The fierce backlash sparked a sudden climbdown as Liverpool chief executive Peter Moore wrote an open letter to supporters announcing they would no longer pursue the furlough route.
“We have consulted with a range of key stakeholders as part of a process aimed at achieving the best possible outcome for all concerned,” Moore said.
“We have opted to find alternative means despite our eligibility to apply for the Coronavirus Job Retention Scheme.
“We believe we came to the wrong conclusion last week to announce that we intended to apply to the Coronavirus Retention Scheme and furlough staff due to the suspension of the Premier League football calendar, and are truly sorry for that.”
Former Liverpool defender Jamie Carragher tweeted: “Well done @PeterMooreLFC @LFC a big mistake initially & thankfully now it’s been put right.”
With the Premier League postponed indefinitely because of the virus, Manchester City, bankrolled by Abu Dhabi’s Sheikh Mansour, said they would not be using the government’s job retention scheme, with Manchester United set to follow their example.

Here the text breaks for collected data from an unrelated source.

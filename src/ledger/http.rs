//! HTTP gateway transport for the ledger.
//!
//! Gateway routes, relative to the configured base URL:
//!
//! ```text
//! POST records               {contentRef, title, author} -> {pendingId}
//! GET  records/pending/{id}  -> {status: pending|finalized|rejected, sequenceIndex?, reason?}
//! GET  records/count         -> {count}
//! GET  records/{i}           -> {contentRef, title, timestamp (seconds), author}
//! ```

use super::traits::*;
use crate::model::{Address, ContentRef, IndexRecord};
use async_trait::async_trait;
use reqwest::StatusCode;
use serde::{Deserialize, Serialize};
use url::Url;

/// Ledger transport speaking to an HTTP gateway.
pub struct HttpLedgerTransport {
    client: reqwest::Client,
    base: Url,
}

#[derive(Serialize)]
#[serde(rename_all = "camelCase")]
struct WriteRequest<'a> {
    content_ref: &'a str,
    title: &'a str,
    author: &'a str,
}

#[derive(Deserialize)]
#[serde(rename_all = "camelCase")]
struct WriteResponse {
    pending_id: String,
}

#[derive(Deserialize)]
#[serde(rename_all = "camelCase")]
struct FinalizationResponse {
    status: String,
    sequence_index: Option<u64>,
    reason: Option<String>,
}

#[derive(Deserialize)]
struct CountResponse {
    count: u64,
}

#[derive(Deserialize)]
#[serde(rename_all = "camelCase")]
struct WireRecord {
    content_ref: String,
    title: String,
    /// Block time in seconds.
    timestamp: u64,
    author: String,
}

impl HttpLedgerTransport {
    pub fn new(client: reqwest::Client, base: Url) -> Self {
        Self { client, base }
    }

    fn endpoint(&self, segments: &[&str]) -> LedgerResult<Url> {
        let mut url = self.base.clone();
        url.path_segments_mut()
            .map_err(|_| LedgerError::Unavailable(format!("invalid ledger url: {}", self.base)))?
            .pop_if_empty()
            .extend(segments);
        Ok(url)
    }
}

/// Pending ids travel as one path segment; dot segments would be dropped by `url`.
fn checked_pending_id(id: &str) -> LedgerResult<&str> {
    if matches!(id, "" | "." | "..") {
        return Err(LedgerError::Unavailable(format!(
            "malformed pending id '{}'",
            id
        )));
    }
    Ok(id)
}

fn transport_error(e: reqwest::Error) -> LedgerError {
    LedgerError::Unavailable(e.to_string())
}

async fn decode<T: serde::de::DeserializeOwned>(response: reqwest::Response) -> LedgerResult<T> {
    response
        .json::<T>()
        .await
        .map_err(|e| LedgerError::Unavailable(format!("malformed ledger response: {}", e)))
}

#[async_trait]
impl LedgerTransport for HttpLedgerTransport {
    async fn write_index_record(
        &self,
        content_ref: &ContentRef,
        title: &str,
        author: &Address,
    ) -> LedgerResult<PendingWrite> {
        let body = WriteRequest {
            content_ref: content_ref.as_str(),
            title,
            author: author.as_str(),
        };
        let response = self
            .client
            .post(self.endpoint(&["records"])?)
            .json(&body)
            .send()
            .await
            .map_err(transport_error)?;

        let status = response.status();
        if status.is_client_error() {
            let reason = response.text().await.unwrap_or_default();
            return Err(LedgerError::Rejected(format!("{}: {}", status, reason)));
        }
        if !status.is_success() {
            return Err(LedgerError::Unavailable(format!("ledger returned {}", status)));
        }

        let written: WriteResponse = decode(response).await?;
        checked_pending_id(&written.pending_id)?;
        Ok(PendingWrite {
            id: written.pending_id,
        })
    }

    async fn finalization(&self, pending: &PendingWrite) -> LedgerResult<Finalization> {
        let id = checked_pending_id(&pending.id)?;
        let response = self
            .client
            .get(self.endpoint(&["records", "pending", id])?)
            .send()
            .await
            .map_err(transport_error)?;

        if !response.status().is_success() {
            return Err(LedgerError::Unavailable(format!(
                "ledger returned {}",
                response.status()
            )));
        }

        let state: FinalizationResponse = decode(response).await?;
        match (state.status.as_str(), state.sequence_index) {
            ("pending", _) => Ok(Finalization::Pending),
            ("finalized", Some(sequence_index)) => Ok(Finalization::Finalized { sequence_index }),
            ("rejected", _) => Ok(Finalization::Rejected(
                state.reason.unwrap_or_else(|| "rejected by ledger".to_string()),
            )),
            (other, _) => Err(LedgerError::Unavailable(format!(
                "unexpected finalization status '{}'",
                other
            ))),
        }
    }

    async fn read_count(&self) -> LedgerResult<u64> {
        let response = self
            .client
            .get(self.endpoint(&["records", "count"])?)
            .send()
            .await
            .map_err(transport_error)?;

        if !response.status().is_success() {
            return Err(LedgerError::Unavailable(format!(
                "ledger returned {}",
                response.status()
            )));
        }
        let count: CountResponse = decode(response).await?;
        Ok(count.count)
    }

    async fn read_index_record(&self, index: u64) -> LedgerResult<IndexRecord> {
        let response = self
            .client
            .get(self.endpoint(&["records", index.to_string().as_str()])?)
            .send()
            .await
            .map_err(transport_error)?;

        match response.status() {
            StatusCode::NOT_FOUND => return Err(LedgerError::NotFound { index }),
            status if !status.is_success() => {
                return Err(LedgerError::Unavailable(format!("ledger returned {}", status)))
            }
            _ => {}
        }

        let wire: WireRecord = decode(response).await?;
        Ok(IndexRecord {
            content_ref: ContentRef::new(wire.content_ref),
            title: wire.title,
            timestamp: wire.timestamp.saturating_mul(1000),
            author: Address::new(wire.author),
            sequence_index: index,
        })
    }
}

#[cfg(test)]
mod tests {
    use super::*;
    use wiremock::matchers::{body_json, method, path};
    use wiremock::{Mock, MockServer, ResponseTemplate};

    async fn transport(server: &MockServer) -> HttpLedgerTransport {
        let base = Url::parse(&format!("{}/ledger", server.uri())).unwrap();
        HttpLedgerTransport::new(reqwest::Client::new(), base)
    }

    #[tokio::test]
    async fn test_write_submits_record() {
        let server = MockServer::start().await;
        Mock::given(method("POST"))
            .and(path("/ledger/records"))
            .and(body_json(serde_json::json!({
                "contentRef": "ipfs://abc",
                "title": "A",
                "author": "0xabc"
            })))
            .respond_with(
                ResponseTemplate::new(200).set_body_json(serde_json::json!({"pendingId": "tx1"})),
            )
            .expect(1)
            .mount(&server)
            .await;

        let pending = transport(&server)
            .await
            .write_index_record(&ContentRef::new("ipfs://abc"), "A", &Address::new("0xabc"))
            .await
            .unwrap();
        assert_eq!(pending.id, "tx1");
    }

    #[tokio::test]
    async fn test_write_refused_is_rejected() {
        let server = MockServer::start().await;
        Mock::given(method("POST"))
            .and(path("/ledger/records"))
            .respond_with(ResponseTemplate::new(409).set_body_string("cancelled"))
            .mount(&server)
            .await;

        let result = transport(&server)
            .await
            .write_index_record(&ContentRef::new("ipfs://abc"), "A", &Address::new("0xabc"))
            .await;
        assert!(matches!(result, Err(LedgerError::Rejected(_))));
    }

    #[tokio::test]
    async fn test_finalization_states() {
        let server = MockServer::start().await;
        Mock::given(method("GET"))
            .and(path("/ledger/records/pending/tx1"))
            .respond_with(ResponseTemplate::new(200).set_body_json(
                serde_json::json!({"status": "finalized", "sequenceIndex": 4}),
            ))
            .mount(&server)
            .await;
        Mock::given(method("GET"))
            .and(path("/ledger/records/pending/tx2"))
            .respond_with(
                ResponseTemplate::new(200).set_body_json(serde_json::json!({"status": "pending"})),
            )
            .mount(&server)
            .await;

        let transport = transport(&server).await;
        let done = transport
            .finalization(&PendingWrite { id: "tx1".to_string() })
            .await
            .unwrap();
        assert_eq!(done, Finalization::Finalized { sequence_index: 4 });

        let waiting = transport
            .finalization(&PendingWrite { id: "tx2".to_string() })
            .await
            .unwrap();
        assert_eq!(waiting, Finalization::Pending);
    }

    #[tokio::test]
    async fn test_pending_id_is_a_single_encoded_segment() {
        let server = MockServer::start().await;
        Mock::given(method("GET"))
            .and(path("/ledger/records/pending/a%2Fb%3Fc"))
            .respond_with(
                ResponseTemplate::new(200).set_body_json(serde_json::json!({"status": "pending"})),
            )
            .expect(1)
            .mount(&server)
            .await;

        let state = transport(&server)
            .await
            .finalization(&PendingWrite { id: "a/b?c".to_string() })
            .await
            .unwrap();
        assert_eq!(state, Finalization::Pending);
    }

    #[tokio::test]
    async fn test_dot_segment_pending_id_is_refused() {
        let server = MockServer::start().await;
        Mock::given(method("POST"))
            .and(path("/ledger/records"))
            .respond_with(
                ResponseTemplate::new(200).set_body_json(serde_json::json!({"pendingId": ".."})),
            )
            .mount(&server)
            .await;
        Mock::given(method("GET"))
            .respond_with(ResponseTemplate::new(200))
            .expect(0)
            .mount(&server)
            .await;

        let transport = transport(&server).await;
        let written = transport
            .write_index_record(&ContentRef::new("ipfs://abc"), "A", &Address::new("0xabc"))
            .await;
        assert!(matches!(written, Err(LedgerError::Unavailable(_))));

        let polled = transport
            .finalization(&PendingWrite { id: ".".to_string() })
            .await;
        assert!(matches!(polled, Err(LedgerError::Unavailable(_))));
    }

    #[tokio::test]
    async fn test_read_record_converts_seconds() {
        let server = MockServer::start().await;
        Mock::given(method("GET"))
            .and(path("/ledger/records/count"))
            .respond_with(ResponseTemplate::new(200).set_body_json(serde_json::json!({"count": 1})))
            .mount(&server)
            .await;
        Mock::given(method("GET"))
            .and(path("/ledger/records/0"))
            .respond_with(ResponseTemplate::new(200).set_body_json(serde_json::json!({
                "contentRef": "ipfs://abc/0",
                "title": "A",
                "timestamp": 1_700_000_000u64,
                "author": "0xabc"
            })))
            .mount(&server)
            .await;
        Mock::given(method("GET"))
            .and(path("/ledger/records/1"))
            .respond_with(ResponseTemplate::new(404))
            .mount(&server)
            .await;

        let transport = transport(&server).await;
        assert_eq!(transport.read_count().await.unwrap(), 1);

        let record = transport.read_index_record(0).await.unwrap();
        assert_eq!(record.timestamp, 1_700_000_000_000);
        assert_eq!(record.content_ref.key(), "abc");
        assert_eq!(record.sequence_index, 0);

        assert_eq!(
            transport.read_index_record(1).await,
            Err(LedgerError::NotFound { index: 1 })
        );
    }

    #[tokio::test]
    async fn test_unreachable_gateway_is_unavailable() {
        let base = Url::parse("http://127.0.0.1:9/ledger").unwrap();
        let transport = HttpLedgerTransport::new(reqwest::Client::new(), base);
        assert!(matches!(
            transport.read_count().await,
            Err(LedgerError::Unavailable(_))
        ));
    }
}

Liverpool’s U-turn came as England’s top-flight teams, among the richest in the world, were under increasing scrutiny, with government ministers warning bosses and players they should “think carefully” over their next moves.
The highest-paid Premier League players such as Manchester United goalkeeper David de Gea and Manchester City midfielder Kevin De Bruyne command eye-watering salaries, reportedly nearing £20 million ($25 million) a year.
FIFA on Monday urged clubs and players to reach agreement on taking wage reductions in order to protect clubs who are suffering financial damage, sources at world football’s governing body said.
It also recommended that players’ contracts be extended until the end of the interrupted football seasons and that the transfer window should not open until that time.
The call from FIFA comes as Premier League clubs are locked in talks with players and their representatives about taking pay cuts.
The English top flight is lagging behind other European leagues.
In Spain, Barcelona and Atletico Madrid players have agreed to pay cuts of 70 percent.
Many politicians have urged action from the Premier League and in a poll conducted by British polling company YouGov last week, 92 percent of respondents said they backed a pay cut.
But some leading players resent the political pressure. Former England captain Wayne Rooney has criticized the government and the Premier League for placing footballers in a “no-win” situation.
“In my opinion it is now a no-win situation,” Rooney said in a newspaper column. “Whatever way you look at it, we’re easy targets.”
In the latest sign of the financial crisis as a result of the coronavirus, England manager Gareth Southgate and the Football Association’s top earners have agreed to take wage cuts of up to 30 percent.